O verdadeiro tesouro



Mateus 13.44-46

 

As parábolas do tesouro escondido e da pérola de grande valor ilustram a resposta sincera que o reino dos céus exige. As analogias dramatizam a suprema importância do reino dos céus e da alegria de encontrá-lo. 

Ambas as parábolas instiga-nos a trocarmos tudo aquilo que considerámos o centro da nossa vida e concentrarmo-nos no reino dos céus (Mt 6.33). Por outras palavras, quem compreender o verdadeiro valor do reino como Jesus o apresenta, trocará alegremente tudo o mais para segui-lo. Assim como os discípulos de Jesus que descobriram o tesouro do reino e deixaram tudo para seguir o Senhor Jesus. 

Esta interpretação está de acordo com tudo o que Jesus sempre ensinou sobre o caminho da salvação (Mc 10.21).
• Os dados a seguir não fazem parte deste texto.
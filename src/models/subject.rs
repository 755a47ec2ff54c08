// src/models/subject.rs
use serde::{Deserialize, Serialize};

/// Papéis possíveis de um utilizador autenticado (conjunto fechado).
#[derive(Debug, Clone, Copy, Default, PartialEq, Eq, Serialize, Deserialize)]
#[serde(rename_all = "lowercase")]
pub enum Role {
    #[default]
    Client,
    Admin,
    Manager,
}

impl Role {
    pub fn as_str(&self) -> &'static str {
        match self {
            Role::Client => "client",
            Role::Admin => "admin",
            Role::Manager => "manager",
        }
    }

    /// Página inicial de cada papel depois do login.
    pub fn home_path(&self) -> &'static str {
        match self {
            Role::Client => "/appointments",
            Role::Admin => "/admin/dashboard",
            Role::Manager => "/manager/crm",
        }
    }
}

/// O "subject" da sessão: cliente, admin ou gestor, com o estado da assinatura.
#[derive(Debug, Clone, PartialEq, Eq, Serialize, Deserialize)]
#[serde(rename_all = "camelCase")]
pub struct Subject {
    #[serde(rename = "_id")]
    pub id: String,
    #[serde(default)]
    pub full_name: String,
    #[serde(default)]
    pub email: String,
    #[serde(default)]
    pub role: Role,
    #[serde(default)]
    pub total_sessions: i64,
    #[serde(default)]
    pub used_sessions: i64,
    #[serde(default)]
    pub start_date: Option<String>,
    #[serde(default)]
    pub end_date: Option<String>,
    // Admin "dono" deste cliente (filtra os horários visíveis)
    #[serde(default)]
    pub admin_id: Option<String>,
    #[serde(default)]
    pub subscription_type: Option<String>,
}

impl Subject {
    /// Diferença bruta total - usado (pode ser negativa se o backend divergir).
    pub fn raw_remaining(&self) -> i64 {
        self.total_sessions - self.used_sessions
    }

    /// Sessões restantes, nunca negativas.
    pub fn remaining_sessions(&self) -> i64 {
        self.raw_remaining().max(0)
    }

    /// Taxa de utilização em percentagem, arredondada ("0%" sem sessões).
    pub fn usage_rate(&self) -> String {
        if self.total_sessions == 0 {
            return "0%".to_string();
        }
        let rate = (self.used_sessions as f64 / self.total_sessions as f64) * 100.0;
        format!("{}%", rate.round() as i64)
    }

    /// Que horários este subject pode ver. Clientes ficam sempre presos ao
    /// seu admin; um cliente sem admin não vê horário nenhum.
    pub fn slot_scope(&self) -> SlotScope<'_> {
        match (self.role, self.admin_id.as_deref()) {
            (Role::Client, Some(admin_id)) if !admin_id.trim().is_empty() => SlotScope::Tenant(admin_id),
            (Role::Client, _) => SlotScope::Unowned,
            _ => SlotScope::All,
        }
    }
}

#[derive(Debug, Clone, Copy, PartialEq, Eq)]
pub enum SlotScope<'a> {
    All,
    Tenant(&'a str),
    Unowned,
}

// --- Formulários e payloads ---

#[derive(Debug, Deserialize)]
pub struct LoginForm {
    pub email: String,
    pub password: String,
}

#[derive(Debug, Serialize)]
pub struct LoginRequest<'a> {
    pub email: &'a str,
    pub password: &'a str,
}

#[derive(Debug, Deserialize)]
pub struct LoginResponse {
    pub token: String,
    pub client: Subject,
}

/// Campos editáveis de um cliente (página de perfil do admin).
#[derive(Debug, Clone, Serialize, Deserialize)]
#[serde(rename_all = "camelCase")]
pub struct SubjectUpdate {
    pub full_name: String,
    pub email: String,
    pub total_sessions: i64,
    pub used_sessions: i64,
    #[serde(default)]
    pub subscription_type: Option<String>,
    #[serde(default)]
    pub start_date: Option<String>,
    #[serde(default)]
    pub end_date: Option<String>,
}

#[derive(Debug, Clone, Serialize, Deserialize)]
#[serde(rename_all = "camelCase")]
pub struct RenewSubscription {
    pub subscription_type: String,
    pub total_sessions: i64,
    pub start_date: String,
    pub end_date: String,
}

#[derive(Debug, Clone, Serialize, Deserialize)]
#[serde(rename_all = "camelCase")]
pub struct NewSubject {
    pub full_name: String,
    pub email: String,
    pub password: String,
    pub total_sessions: i64,
    pub start_date: String,
    pub end_date: String,
    #[serde(default)]
    pub admin_id: Option<String>,
}

#[cfg(test)]
mod tests {
    use super::*;

    #[test]
    fn deserializes_backend_shape() {
        let json = r#"{
            "_id": "c1", "fullName": "Dana", "email": "d@x.io",
            "totalSessions": 10, "usedSessions": 4,
            "endDate": "2025-05-01", "role": "client", "adminId": "a9"
        }"#;
        let subject: Subject = serde_json::from_str(json).unwrap();
        assert_eq!(subject.id, "c1");
        assert_eq!(subject.role, Role::Client);
        assert_eq!(subject.remaining_sessions(), 6);
        assert_eq!(subject.slot_scope(), SlotScope::Tenant("a9"));
    }

    #[test]
    fn missing_role_defaults_to_client() {
        let subject: Subject = serde_json::from_str(r#"{"_id": "c2"}"#).unwrap();
        assert_eq!(subject.role, Role::Client);
        assert_eq!(subject.slot_scope(), SlotScope::Unowned);
    }

    #[test]
    fn client_without_admin_stays_scoped() {
        let owned_by_nobody: Subject =
            serde_json::from_str(r#"{"_id": "c9", "role": "client", "adminId": ""}"#).unwrap();
        assert_eq!(owned_by_nobody.slot_scope(), SlotScope::Unowned);
        let manager: Subject = serde_json::from_str(r#"{"_id": "m1", "role": "manager"}"#).unwrap();
        assert_eq!(manager.slot_scope(), SlotScope::All);
    }

    #[test]
    fn remaining_never_negative() {
        let subject: Subject =
            serde_json::from_str(r#"{"_id": "c3", "totalSessions": 3, "usedSessions": 5}"#).unwrap();
        assert_eq!(subject.raw_remaining(), -2);
        assert_eq!(subject.remaining_sessions(), 0);
    }

    #[test]
    fn usage_rate_rounds() {
        let mut subject: Subject = serde_json::from_str(r#"{"_id": "c4"}"#).unwrap();
        assert_eq!(subject.usage_rate(), "0%");
        subject.total_sessions = 3;
        subject.used_sessions = 2;
        assert_eq!(subject.usage_rate(), "67%");
    }

    #[test]
    fn admins_see_all_slots() {
        let subject: Subject =
            serde_json::from_str(r#"{"_id": "a1", "role": "admin", "adminId": "x"}"#).unwrap();
        assert_eq!(subject.slot_scope(), SlotScope::All);
        assert_eq!(subject.role.home_path(), "/admin/dashboard");
    }
}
Jesus ordenou aos que buscavam a vida eterna que negassem a si mesmos e o seguissem. Suas palavras às multidões, em Marcos 8.34–37, não poderiam ser mais diretas: “Se alguém quer vir após mim, a si mesmo se negue, tome a sua cruz e siga-me. Quem quiser, pois, salvar a sua vida, perdê-la-á; e quem perder a vida por causa de mim e do evangelho, salvá-la-á. Que aproveita ao homem, ganhar o mundo inteiro e perder a sua alma? Que daria um homem em troca de sua alma? Em João 12.25, sem deixar nenhuma sombra de dúvida, Jesus afirma: “Quem ama a sua vida perdê-la-á, e quem neste mundo odeia a sua vida, guardá-la-á para a vida eterna”.

Para interpretar as parábolas de Jesus, é necessário ter sempre em consideração determinados princípios hermenêuticos: (1) Não podemos usar uma parábola para interpretar outra. (2) O simbolismo utilizado numa parábola não deve ser levado a extremos. (3) A maioria das parábolas traz uma lição principal - ilustram uma verdade central. 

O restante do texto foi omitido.